Narrow the data below down to the lines containing "true".
***** Record excerpts
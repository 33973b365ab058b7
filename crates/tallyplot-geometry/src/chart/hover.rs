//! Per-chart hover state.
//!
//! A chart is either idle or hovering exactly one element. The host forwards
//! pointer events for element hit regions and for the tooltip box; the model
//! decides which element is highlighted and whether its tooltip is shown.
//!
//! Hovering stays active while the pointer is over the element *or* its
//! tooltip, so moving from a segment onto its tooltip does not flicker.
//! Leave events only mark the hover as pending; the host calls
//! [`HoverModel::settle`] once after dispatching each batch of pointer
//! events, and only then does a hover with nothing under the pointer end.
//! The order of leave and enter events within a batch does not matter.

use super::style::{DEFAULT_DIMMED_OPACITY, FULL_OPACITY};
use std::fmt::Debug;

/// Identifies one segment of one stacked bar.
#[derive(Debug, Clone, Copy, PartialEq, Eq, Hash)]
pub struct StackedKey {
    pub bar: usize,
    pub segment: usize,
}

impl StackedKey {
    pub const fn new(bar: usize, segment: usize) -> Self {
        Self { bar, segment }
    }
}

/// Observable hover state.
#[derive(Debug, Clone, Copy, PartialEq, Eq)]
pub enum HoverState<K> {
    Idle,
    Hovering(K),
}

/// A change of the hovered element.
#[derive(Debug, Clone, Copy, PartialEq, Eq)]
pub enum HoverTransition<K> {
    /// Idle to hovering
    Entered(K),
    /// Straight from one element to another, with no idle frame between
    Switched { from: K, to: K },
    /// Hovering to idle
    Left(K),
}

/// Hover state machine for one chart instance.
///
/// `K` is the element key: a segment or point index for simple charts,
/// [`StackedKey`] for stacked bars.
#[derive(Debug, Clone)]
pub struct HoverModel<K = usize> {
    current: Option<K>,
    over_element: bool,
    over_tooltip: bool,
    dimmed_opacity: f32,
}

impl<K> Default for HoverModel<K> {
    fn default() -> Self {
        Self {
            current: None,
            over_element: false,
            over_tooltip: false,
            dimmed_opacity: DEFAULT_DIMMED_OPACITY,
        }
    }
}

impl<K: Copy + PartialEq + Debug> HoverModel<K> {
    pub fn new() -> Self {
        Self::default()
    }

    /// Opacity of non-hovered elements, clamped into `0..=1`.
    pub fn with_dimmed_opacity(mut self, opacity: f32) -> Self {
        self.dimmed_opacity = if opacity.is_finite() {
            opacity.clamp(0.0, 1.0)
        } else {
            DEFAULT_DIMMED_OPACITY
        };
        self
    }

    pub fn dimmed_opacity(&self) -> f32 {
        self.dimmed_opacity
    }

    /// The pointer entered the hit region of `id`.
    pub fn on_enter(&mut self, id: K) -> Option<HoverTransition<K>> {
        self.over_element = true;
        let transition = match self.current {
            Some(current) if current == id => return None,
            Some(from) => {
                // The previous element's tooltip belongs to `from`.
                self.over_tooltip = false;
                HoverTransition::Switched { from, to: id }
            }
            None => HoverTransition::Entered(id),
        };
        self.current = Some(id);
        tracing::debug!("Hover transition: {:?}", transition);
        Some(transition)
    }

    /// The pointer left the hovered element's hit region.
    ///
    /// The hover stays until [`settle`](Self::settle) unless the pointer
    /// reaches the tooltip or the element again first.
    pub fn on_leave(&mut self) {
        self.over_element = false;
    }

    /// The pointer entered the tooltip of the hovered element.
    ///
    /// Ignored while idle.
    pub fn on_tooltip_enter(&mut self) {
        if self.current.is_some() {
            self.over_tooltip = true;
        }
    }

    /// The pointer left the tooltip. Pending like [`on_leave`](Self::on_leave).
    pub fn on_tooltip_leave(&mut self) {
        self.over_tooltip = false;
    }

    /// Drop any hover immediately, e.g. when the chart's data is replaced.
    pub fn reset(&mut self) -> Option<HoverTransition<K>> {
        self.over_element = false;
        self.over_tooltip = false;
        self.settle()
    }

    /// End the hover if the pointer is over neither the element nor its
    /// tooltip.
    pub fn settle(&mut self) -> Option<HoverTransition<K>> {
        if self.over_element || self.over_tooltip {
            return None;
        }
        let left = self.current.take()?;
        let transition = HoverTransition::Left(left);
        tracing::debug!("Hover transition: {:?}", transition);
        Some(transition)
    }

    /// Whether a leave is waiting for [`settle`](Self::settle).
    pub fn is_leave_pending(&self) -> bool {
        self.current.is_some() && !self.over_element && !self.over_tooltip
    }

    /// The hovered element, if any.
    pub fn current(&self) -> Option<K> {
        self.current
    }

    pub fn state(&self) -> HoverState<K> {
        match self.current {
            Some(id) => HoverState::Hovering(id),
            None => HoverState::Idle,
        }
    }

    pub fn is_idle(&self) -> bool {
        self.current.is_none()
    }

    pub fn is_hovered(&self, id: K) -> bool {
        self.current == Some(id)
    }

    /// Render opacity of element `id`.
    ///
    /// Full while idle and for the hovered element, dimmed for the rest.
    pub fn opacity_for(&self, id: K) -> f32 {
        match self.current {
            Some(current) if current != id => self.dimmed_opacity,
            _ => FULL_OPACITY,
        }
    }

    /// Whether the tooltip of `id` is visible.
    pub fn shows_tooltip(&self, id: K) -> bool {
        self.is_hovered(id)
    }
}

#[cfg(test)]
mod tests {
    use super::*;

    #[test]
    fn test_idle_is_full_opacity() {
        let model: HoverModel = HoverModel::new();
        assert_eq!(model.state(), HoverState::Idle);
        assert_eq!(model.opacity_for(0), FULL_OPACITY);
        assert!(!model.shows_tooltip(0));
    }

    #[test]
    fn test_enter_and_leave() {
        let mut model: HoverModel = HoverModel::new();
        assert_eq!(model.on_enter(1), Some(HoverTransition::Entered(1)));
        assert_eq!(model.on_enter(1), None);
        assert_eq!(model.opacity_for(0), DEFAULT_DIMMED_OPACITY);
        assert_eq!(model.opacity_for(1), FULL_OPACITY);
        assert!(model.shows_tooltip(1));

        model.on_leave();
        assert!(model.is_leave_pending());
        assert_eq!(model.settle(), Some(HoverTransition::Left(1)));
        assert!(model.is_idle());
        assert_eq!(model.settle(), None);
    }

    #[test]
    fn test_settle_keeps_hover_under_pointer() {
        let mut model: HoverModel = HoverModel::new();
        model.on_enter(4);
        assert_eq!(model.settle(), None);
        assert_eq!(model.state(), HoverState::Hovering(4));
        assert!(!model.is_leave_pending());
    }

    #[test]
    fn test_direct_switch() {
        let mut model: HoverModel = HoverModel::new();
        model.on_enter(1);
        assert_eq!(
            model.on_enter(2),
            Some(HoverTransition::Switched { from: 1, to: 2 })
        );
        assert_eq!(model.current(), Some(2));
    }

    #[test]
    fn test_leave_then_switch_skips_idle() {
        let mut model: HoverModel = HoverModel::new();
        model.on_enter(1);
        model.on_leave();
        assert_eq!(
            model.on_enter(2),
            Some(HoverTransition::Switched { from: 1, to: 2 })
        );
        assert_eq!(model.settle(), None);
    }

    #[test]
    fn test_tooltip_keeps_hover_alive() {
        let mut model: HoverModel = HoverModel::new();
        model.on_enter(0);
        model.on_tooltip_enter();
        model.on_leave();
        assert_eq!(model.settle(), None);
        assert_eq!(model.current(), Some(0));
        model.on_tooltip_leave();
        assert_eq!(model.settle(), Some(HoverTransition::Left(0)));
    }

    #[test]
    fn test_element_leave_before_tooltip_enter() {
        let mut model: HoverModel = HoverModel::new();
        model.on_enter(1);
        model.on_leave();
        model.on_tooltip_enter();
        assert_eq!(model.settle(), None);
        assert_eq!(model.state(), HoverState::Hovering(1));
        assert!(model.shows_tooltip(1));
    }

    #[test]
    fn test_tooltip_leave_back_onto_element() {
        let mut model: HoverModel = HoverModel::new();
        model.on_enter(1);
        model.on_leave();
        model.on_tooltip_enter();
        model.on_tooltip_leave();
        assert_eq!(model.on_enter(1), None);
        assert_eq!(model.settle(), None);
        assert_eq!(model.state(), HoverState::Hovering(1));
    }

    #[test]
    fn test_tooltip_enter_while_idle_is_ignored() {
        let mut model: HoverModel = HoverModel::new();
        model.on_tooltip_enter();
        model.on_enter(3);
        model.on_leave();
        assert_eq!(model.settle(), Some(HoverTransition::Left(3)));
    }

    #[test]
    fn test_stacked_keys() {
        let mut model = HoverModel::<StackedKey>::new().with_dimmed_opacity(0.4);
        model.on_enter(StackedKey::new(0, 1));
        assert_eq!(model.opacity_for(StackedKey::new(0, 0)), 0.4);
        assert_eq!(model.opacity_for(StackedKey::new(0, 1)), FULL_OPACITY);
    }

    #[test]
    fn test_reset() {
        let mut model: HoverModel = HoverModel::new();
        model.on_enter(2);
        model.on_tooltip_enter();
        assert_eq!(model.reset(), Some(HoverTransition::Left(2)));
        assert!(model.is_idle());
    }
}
**********
***** Record excerpts
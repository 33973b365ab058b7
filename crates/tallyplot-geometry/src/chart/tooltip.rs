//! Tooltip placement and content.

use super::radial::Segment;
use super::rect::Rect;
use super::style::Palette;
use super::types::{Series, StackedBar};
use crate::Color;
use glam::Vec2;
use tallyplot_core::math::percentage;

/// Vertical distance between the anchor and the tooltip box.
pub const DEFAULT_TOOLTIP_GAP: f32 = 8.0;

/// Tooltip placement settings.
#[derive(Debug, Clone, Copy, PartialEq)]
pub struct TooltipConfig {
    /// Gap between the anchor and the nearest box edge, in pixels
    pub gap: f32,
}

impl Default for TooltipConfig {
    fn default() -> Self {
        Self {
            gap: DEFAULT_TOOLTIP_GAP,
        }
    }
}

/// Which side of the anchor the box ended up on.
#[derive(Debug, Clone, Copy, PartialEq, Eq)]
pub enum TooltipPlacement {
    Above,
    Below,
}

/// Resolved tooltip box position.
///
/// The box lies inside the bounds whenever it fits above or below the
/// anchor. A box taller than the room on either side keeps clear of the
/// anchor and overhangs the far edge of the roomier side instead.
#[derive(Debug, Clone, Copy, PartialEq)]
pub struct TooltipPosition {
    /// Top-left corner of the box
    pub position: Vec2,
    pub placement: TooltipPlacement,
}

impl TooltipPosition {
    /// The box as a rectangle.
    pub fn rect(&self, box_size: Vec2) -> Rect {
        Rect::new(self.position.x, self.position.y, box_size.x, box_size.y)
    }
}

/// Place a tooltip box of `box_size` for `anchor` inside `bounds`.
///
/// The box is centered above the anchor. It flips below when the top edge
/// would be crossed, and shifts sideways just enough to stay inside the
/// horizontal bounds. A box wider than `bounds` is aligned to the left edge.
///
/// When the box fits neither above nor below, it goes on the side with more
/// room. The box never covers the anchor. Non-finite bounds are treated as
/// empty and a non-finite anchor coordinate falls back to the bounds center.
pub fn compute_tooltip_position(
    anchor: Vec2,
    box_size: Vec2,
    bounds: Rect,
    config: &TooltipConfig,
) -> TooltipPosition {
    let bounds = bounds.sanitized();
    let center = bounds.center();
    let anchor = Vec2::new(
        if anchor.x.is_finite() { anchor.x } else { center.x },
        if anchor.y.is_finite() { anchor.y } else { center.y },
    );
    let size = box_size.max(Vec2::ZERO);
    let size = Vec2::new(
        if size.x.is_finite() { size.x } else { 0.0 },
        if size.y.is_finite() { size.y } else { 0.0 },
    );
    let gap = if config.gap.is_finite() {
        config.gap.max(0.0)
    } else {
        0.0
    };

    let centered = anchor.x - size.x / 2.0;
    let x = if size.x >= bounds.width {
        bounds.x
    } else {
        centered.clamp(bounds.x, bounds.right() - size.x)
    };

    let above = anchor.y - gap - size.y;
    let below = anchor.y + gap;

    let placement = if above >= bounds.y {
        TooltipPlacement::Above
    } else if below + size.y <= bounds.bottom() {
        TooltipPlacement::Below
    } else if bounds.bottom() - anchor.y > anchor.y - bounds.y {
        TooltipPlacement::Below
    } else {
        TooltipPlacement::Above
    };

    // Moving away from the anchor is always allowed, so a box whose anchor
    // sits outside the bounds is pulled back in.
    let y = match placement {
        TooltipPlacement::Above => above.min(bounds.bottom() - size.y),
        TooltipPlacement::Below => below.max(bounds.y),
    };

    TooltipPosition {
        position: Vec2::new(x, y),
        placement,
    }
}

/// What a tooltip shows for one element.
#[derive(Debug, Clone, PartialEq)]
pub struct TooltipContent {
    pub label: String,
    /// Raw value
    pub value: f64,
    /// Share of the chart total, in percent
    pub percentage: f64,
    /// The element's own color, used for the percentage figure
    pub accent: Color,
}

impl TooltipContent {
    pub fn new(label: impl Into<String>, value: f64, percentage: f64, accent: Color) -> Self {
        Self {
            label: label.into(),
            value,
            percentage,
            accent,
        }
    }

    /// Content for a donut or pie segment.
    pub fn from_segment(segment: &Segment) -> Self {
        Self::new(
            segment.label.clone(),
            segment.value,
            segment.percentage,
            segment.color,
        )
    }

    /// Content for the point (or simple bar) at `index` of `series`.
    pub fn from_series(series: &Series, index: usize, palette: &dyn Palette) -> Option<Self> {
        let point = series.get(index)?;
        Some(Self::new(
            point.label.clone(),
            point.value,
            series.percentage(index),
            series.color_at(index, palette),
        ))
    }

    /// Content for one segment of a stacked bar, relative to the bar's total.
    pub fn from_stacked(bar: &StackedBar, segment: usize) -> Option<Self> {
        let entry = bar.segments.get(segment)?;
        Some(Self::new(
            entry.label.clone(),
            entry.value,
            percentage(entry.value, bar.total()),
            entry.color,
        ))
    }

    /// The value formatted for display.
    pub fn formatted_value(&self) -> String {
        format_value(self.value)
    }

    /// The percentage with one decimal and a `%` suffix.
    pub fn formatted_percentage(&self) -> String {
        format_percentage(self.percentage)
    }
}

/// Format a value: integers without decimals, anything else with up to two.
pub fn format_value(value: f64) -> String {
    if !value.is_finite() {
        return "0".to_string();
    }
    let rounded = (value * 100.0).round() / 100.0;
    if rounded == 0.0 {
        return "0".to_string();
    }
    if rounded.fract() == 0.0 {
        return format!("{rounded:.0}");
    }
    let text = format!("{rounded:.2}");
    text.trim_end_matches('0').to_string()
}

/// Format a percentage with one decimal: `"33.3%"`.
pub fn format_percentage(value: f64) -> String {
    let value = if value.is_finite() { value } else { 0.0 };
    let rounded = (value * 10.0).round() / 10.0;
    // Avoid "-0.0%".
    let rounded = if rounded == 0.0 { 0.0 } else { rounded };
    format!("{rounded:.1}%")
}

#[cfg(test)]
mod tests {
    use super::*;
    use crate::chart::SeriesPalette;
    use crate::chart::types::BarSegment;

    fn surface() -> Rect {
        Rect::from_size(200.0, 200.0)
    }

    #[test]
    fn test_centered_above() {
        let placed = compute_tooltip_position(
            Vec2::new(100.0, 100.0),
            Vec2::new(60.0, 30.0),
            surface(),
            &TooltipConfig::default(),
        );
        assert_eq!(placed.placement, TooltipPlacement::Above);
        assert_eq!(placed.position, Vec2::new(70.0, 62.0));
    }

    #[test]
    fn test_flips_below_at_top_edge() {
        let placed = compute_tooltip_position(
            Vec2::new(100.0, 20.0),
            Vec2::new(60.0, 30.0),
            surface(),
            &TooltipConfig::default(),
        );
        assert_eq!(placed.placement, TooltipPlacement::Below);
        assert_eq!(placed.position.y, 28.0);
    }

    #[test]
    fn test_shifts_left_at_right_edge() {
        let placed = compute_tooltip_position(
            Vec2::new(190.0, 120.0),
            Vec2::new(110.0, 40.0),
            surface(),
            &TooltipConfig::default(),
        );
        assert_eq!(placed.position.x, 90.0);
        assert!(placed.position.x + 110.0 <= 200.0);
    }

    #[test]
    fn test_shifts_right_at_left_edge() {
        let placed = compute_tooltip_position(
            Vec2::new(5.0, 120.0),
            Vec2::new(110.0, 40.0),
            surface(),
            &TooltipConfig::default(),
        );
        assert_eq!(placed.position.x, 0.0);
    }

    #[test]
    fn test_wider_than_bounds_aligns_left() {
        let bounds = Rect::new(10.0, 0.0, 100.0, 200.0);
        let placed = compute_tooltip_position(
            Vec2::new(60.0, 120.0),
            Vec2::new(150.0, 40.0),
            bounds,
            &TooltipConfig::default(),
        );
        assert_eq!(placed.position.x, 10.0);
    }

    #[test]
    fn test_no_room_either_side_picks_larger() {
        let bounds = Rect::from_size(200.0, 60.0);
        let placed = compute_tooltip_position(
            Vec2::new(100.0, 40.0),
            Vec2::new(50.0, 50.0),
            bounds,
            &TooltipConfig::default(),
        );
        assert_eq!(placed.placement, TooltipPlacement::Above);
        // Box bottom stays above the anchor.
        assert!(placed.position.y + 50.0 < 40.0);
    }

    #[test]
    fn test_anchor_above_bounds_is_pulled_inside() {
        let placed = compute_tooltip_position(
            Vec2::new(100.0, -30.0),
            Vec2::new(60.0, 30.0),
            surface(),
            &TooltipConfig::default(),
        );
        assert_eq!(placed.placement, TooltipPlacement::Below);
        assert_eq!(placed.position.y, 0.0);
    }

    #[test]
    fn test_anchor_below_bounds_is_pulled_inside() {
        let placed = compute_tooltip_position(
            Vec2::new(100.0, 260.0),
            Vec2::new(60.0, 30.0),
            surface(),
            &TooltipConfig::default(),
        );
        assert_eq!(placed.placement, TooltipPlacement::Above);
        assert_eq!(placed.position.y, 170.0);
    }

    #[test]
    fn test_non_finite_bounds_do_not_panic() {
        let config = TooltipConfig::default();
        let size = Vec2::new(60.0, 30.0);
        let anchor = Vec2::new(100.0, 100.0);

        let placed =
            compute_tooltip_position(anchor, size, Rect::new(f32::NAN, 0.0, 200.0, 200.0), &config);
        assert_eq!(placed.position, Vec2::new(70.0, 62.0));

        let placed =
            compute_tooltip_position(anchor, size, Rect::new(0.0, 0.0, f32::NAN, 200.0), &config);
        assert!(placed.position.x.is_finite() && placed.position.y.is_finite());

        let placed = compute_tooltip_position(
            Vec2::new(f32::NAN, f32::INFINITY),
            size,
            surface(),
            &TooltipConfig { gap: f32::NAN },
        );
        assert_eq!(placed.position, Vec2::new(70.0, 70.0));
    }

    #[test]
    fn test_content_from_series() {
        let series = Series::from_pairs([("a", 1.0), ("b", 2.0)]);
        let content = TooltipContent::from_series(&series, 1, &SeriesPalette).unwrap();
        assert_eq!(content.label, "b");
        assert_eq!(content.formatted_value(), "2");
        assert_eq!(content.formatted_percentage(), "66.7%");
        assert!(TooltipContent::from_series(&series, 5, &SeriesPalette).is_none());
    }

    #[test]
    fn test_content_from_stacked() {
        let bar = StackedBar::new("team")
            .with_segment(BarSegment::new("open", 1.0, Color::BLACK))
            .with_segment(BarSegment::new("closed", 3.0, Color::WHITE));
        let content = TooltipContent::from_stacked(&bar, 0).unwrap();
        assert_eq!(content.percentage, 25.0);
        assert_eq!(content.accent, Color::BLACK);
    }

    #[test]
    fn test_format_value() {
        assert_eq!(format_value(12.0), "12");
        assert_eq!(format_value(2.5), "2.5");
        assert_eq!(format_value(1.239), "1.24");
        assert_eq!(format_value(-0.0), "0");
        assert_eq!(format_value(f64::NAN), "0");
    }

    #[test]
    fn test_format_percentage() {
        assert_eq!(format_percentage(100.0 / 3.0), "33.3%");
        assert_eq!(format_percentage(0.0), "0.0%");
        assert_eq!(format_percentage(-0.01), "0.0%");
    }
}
**********
### [Response to this task]
        self.over_element = true;
            self.over_tooltip = true;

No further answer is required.